[WORK TO COMPLETE]:
Your answer should consist only of the lines below from the one with "the Drill cluster." through the one with "fs::read_to_string(&configuration_file)", copied exactly.

:::

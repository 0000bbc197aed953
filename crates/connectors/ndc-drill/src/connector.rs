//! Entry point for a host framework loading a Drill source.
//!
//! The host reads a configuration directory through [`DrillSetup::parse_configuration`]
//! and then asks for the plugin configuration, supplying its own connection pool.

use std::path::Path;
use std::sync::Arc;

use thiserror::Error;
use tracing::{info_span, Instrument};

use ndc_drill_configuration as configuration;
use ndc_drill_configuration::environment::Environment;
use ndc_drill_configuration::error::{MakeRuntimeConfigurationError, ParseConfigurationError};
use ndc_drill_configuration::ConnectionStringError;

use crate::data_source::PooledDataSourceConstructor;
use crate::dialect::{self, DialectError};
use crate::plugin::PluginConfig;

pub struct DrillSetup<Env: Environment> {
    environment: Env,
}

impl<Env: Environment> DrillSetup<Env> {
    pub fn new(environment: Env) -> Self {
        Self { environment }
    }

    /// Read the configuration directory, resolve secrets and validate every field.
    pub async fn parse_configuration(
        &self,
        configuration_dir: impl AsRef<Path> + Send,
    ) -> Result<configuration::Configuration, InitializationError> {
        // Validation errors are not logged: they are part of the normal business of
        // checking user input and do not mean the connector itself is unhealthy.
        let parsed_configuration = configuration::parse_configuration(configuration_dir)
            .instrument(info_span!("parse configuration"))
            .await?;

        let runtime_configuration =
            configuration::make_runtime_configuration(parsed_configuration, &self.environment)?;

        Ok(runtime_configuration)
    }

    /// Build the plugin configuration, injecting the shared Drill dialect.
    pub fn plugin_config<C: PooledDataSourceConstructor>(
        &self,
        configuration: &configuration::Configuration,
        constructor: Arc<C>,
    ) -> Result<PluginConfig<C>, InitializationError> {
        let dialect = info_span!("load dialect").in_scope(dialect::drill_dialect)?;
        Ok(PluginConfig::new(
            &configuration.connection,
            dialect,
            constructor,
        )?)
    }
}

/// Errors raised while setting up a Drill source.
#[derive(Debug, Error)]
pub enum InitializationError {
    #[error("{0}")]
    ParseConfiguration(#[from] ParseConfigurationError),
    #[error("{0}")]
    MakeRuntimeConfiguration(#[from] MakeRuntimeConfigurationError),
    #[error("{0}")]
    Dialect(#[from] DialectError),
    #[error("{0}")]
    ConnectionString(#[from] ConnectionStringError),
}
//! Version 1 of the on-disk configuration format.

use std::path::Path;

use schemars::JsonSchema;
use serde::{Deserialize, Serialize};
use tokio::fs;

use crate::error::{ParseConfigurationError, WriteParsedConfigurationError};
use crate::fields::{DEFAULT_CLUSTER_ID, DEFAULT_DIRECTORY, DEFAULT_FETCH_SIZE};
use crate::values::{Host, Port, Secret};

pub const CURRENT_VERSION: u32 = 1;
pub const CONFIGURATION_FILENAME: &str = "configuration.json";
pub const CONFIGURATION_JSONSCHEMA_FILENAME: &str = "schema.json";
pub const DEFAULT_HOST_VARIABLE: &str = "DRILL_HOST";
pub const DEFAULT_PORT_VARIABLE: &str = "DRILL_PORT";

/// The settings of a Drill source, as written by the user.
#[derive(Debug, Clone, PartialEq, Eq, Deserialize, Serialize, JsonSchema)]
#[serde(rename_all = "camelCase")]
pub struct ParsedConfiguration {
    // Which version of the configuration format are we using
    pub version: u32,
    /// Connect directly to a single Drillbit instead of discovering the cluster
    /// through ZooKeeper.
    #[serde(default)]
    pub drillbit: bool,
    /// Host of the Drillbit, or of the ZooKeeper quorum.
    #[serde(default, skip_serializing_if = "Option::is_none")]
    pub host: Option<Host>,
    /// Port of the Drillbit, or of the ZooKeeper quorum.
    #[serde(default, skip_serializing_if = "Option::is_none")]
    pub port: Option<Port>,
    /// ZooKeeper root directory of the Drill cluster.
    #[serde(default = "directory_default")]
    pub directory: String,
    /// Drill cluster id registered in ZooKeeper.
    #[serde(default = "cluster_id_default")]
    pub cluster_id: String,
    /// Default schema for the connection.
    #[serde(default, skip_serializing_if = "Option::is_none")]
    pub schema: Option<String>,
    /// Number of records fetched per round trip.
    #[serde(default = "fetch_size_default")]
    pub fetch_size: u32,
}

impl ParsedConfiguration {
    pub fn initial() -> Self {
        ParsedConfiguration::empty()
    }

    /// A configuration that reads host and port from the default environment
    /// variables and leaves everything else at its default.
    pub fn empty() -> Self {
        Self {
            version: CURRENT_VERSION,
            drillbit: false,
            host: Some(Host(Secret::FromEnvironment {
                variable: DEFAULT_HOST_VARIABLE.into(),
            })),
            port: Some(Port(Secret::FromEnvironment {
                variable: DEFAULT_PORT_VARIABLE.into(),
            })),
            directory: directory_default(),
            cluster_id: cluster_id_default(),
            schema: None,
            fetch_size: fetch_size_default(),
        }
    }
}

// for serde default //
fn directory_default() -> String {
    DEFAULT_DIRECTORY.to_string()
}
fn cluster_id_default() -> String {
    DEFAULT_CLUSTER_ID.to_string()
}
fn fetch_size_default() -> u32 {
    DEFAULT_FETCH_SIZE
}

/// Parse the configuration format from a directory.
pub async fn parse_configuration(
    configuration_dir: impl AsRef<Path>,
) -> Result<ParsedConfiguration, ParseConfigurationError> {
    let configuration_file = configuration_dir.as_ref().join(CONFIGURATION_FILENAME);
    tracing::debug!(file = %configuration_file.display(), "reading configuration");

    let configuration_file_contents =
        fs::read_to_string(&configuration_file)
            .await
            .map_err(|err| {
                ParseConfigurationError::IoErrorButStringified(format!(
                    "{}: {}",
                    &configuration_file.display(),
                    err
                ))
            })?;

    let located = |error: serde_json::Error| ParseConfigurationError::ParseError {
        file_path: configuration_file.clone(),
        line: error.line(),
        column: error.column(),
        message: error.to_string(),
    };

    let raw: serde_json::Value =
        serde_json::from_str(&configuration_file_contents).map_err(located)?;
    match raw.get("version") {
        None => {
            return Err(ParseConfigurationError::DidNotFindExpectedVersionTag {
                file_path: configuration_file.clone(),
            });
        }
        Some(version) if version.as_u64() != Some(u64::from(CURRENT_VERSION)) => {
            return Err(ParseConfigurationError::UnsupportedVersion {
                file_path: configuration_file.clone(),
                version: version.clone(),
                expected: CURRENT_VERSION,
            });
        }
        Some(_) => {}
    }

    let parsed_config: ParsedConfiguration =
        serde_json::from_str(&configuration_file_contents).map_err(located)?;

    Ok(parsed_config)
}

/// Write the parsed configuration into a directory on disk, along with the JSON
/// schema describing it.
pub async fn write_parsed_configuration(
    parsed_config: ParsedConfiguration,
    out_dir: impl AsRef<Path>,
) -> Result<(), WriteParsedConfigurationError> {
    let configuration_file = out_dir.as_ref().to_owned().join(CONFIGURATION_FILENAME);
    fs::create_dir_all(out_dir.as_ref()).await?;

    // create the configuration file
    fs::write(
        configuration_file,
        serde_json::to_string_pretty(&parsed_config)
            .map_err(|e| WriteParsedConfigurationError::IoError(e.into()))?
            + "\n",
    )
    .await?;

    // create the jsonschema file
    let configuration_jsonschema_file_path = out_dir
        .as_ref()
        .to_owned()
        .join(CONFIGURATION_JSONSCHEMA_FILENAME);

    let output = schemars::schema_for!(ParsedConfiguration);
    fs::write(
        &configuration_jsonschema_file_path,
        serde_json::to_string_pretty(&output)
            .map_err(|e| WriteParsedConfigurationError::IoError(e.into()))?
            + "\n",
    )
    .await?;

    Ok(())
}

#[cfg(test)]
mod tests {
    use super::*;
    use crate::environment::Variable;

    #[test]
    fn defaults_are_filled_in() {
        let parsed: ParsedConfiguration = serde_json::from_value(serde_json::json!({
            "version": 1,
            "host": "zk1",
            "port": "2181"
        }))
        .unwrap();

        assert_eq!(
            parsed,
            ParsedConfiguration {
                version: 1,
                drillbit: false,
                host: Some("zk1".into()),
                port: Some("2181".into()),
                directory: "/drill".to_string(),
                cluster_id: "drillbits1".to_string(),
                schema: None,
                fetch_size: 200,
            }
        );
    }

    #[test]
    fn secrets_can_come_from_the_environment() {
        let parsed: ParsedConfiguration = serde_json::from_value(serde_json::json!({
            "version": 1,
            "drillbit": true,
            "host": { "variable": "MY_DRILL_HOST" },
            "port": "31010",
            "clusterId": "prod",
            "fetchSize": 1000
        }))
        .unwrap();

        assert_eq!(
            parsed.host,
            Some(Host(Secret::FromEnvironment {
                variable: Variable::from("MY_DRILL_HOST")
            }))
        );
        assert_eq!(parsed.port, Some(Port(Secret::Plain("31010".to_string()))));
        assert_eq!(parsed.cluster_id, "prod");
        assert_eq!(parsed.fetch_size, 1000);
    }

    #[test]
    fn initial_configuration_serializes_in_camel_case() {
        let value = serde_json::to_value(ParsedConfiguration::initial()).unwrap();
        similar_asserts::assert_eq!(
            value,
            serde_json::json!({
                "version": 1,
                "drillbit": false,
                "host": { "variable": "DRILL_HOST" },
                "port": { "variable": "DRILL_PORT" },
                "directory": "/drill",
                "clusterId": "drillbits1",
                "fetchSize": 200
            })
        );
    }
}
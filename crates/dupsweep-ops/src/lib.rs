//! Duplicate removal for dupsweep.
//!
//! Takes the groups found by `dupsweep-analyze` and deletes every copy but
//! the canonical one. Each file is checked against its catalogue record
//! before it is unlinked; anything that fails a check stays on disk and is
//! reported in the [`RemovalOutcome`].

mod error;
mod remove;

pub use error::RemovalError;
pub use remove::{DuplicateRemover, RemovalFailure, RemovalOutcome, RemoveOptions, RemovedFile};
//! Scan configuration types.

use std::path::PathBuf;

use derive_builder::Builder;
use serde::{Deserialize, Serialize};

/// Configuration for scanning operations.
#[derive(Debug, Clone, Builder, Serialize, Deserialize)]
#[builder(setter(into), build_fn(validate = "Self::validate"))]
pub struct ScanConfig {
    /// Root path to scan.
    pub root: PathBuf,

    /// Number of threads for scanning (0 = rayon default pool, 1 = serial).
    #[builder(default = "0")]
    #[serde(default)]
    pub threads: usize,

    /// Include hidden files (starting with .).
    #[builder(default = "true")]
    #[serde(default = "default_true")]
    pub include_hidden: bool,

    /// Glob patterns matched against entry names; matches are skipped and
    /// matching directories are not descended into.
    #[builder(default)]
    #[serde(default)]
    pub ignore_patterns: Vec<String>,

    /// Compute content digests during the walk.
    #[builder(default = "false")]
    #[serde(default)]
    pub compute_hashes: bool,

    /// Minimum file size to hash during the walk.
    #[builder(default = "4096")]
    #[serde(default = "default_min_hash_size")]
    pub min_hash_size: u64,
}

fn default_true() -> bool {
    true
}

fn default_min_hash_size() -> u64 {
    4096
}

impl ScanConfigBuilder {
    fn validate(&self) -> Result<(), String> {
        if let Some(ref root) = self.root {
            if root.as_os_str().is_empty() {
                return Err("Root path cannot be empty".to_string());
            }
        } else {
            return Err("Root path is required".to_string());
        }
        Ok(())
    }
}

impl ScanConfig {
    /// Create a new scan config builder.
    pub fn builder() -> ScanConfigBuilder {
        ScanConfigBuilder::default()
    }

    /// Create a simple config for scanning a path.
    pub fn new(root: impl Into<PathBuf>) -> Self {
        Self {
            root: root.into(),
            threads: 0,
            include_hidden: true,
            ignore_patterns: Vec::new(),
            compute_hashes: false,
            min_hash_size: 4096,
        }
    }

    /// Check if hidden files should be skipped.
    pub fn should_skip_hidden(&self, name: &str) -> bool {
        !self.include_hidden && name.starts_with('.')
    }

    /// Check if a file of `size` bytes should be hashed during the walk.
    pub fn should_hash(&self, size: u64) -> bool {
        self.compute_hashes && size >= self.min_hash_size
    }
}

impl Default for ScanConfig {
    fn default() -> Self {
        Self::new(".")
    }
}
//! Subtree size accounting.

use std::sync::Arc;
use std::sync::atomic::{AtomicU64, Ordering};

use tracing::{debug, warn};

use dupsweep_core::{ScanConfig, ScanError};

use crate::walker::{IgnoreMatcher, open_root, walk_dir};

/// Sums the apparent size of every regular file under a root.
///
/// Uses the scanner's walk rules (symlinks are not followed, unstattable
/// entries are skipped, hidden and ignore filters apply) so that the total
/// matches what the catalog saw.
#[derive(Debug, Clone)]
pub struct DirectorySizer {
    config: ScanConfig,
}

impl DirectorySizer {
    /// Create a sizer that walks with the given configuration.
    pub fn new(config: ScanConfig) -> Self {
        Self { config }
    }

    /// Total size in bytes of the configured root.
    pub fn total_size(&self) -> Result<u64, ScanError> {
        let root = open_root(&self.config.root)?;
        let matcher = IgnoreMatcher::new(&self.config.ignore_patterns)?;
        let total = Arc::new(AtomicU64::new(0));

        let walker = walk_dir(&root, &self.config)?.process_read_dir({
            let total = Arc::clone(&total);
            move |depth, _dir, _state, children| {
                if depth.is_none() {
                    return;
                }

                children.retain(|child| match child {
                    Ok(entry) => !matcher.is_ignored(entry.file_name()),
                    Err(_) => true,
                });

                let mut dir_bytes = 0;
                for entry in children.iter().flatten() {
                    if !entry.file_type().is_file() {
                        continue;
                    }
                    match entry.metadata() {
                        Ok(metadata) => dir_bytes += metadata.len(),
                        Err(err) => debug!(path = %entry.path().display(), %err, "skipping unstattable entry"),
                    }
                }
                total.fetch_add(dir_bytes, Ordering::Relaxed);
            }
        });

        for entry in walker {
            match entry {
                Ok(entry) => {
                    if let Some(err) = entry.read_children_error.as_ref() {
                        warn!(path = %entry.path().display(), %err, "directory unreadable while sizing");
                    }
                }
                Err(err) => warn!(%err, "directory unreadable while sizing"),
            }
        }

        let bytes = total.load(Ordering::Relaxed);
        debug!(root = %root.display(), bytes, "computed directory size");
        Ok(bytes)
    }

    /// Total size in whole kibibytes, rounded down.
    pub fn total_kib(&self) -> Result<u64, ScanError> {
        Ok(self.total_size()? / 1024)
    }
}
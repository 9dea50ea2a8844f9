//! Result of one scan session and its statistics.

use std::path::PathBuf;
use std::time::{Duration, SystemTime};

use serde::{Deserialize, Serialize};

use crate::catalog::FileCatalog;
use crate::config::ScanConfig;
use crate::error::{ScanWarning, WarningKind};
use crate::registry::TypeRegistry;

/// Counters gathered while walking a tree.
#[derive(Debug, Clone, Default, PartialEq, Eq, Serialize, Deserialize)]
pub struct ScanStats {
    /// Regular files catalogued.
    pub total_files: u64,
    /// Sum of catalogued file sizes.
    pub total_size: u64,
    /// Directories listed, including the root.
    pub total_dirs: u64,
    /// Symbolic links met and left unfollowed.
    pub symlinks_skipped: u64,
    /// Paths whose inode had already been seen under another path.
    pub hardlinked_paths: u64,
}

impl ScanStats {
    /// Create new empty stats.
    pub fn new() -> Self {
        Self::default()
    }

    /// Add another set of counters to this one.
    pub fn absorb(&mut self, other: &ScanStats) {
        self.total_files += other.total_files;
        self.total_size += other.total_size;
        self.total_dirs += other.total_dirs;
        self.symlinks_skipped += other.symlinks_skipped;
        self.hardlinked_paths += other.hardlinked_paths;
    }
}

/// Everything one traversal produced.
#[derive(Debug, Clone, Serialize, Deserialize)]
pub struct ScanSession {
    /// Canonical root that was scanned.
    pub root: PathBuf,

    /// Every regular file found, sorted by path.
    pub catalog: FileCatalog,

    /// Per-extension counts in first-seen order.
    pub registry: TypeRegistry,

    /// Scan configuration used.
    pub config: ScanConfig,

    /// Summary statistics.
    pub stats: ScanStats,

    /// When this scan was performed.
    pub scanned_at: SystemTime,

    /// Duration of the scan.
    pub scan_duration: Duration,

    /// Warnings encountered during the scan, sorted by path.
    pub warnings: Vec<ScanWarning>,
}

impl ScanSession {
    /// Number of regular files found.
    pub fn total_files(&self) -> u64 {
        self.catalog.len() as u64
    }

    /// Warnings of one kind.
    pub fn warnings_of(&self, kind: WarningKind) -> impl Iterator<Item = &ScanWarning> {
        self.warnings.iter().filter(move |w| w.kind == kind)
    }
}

:::

[TASK ANSWER]:
    /// ZooKeeper root directory of the Drill cluster.
    #[serde(default = "directory_default")]
    pub directory: String,
    /// Drill cluster id registered in ZooKeeper.
    #[serde(default = "cluster_id_default")]
    pub cluster_id: String,
    /// Default schema for the connection.
    #[serde(default, skip_serializing_if = "Option::is_none")]
    pub schema: Option<String>,
    /// Number of records fetched per round trip.
    #[serde(default = "fetch_size_default")]
    pub fetch_size: u32,
}

impl ParsedConfiguration {
    pub fn initial() -> Self {
        ParsedConfiguration::empty()
    }

    /// A configuration that reads host and port from the default environment
    /// variables and leaves everything else at its default.
    pub fn empty() -> Self {
        Self {
            version: CURRENT_VERSION,
            drillbit: false,
            host: Some(Host(Secret::FromEnvironment {
                variable: DEFAULT_HOST_VARIABLE.into(),
            })),
            port: Some(Port(Secret::FromEnvironment {
                variable: DEFAULT_PORT_VARIABLE.into(),
            })),
            directory: directory_default(),
            cluster_id: cluster_id_default(),
            schema: None,
            fetch_size: fetch_size_default(),
        }
    }
}

// for serde default //
fn directory_default() -> String {
    DEFAULT_DIRECTORY.to_string()
}
fn cluster_id_default() -> String {
    DEFAULT_CLUSTER_ID.to_string()
}
fn fetch_size_default() -> u32 {
    DEFAULT_FETCH_SIZE
}

/// Parse the configuration format from a directory.
pub async fn parse_configuration(
    configuration_dir: impl AsRef<Path>,
) -> Result<ParsedConfiguration, ParseConfigurationError> {
    let configuration_file = configuration_dir.as_ref().join(CONFIGURATION_FILENAME);
    tracing::debug!(file = %configuration_file.display(), "reading configuration");

    let configuration_file_contents =
        fs::read_to_string(&configuration_file)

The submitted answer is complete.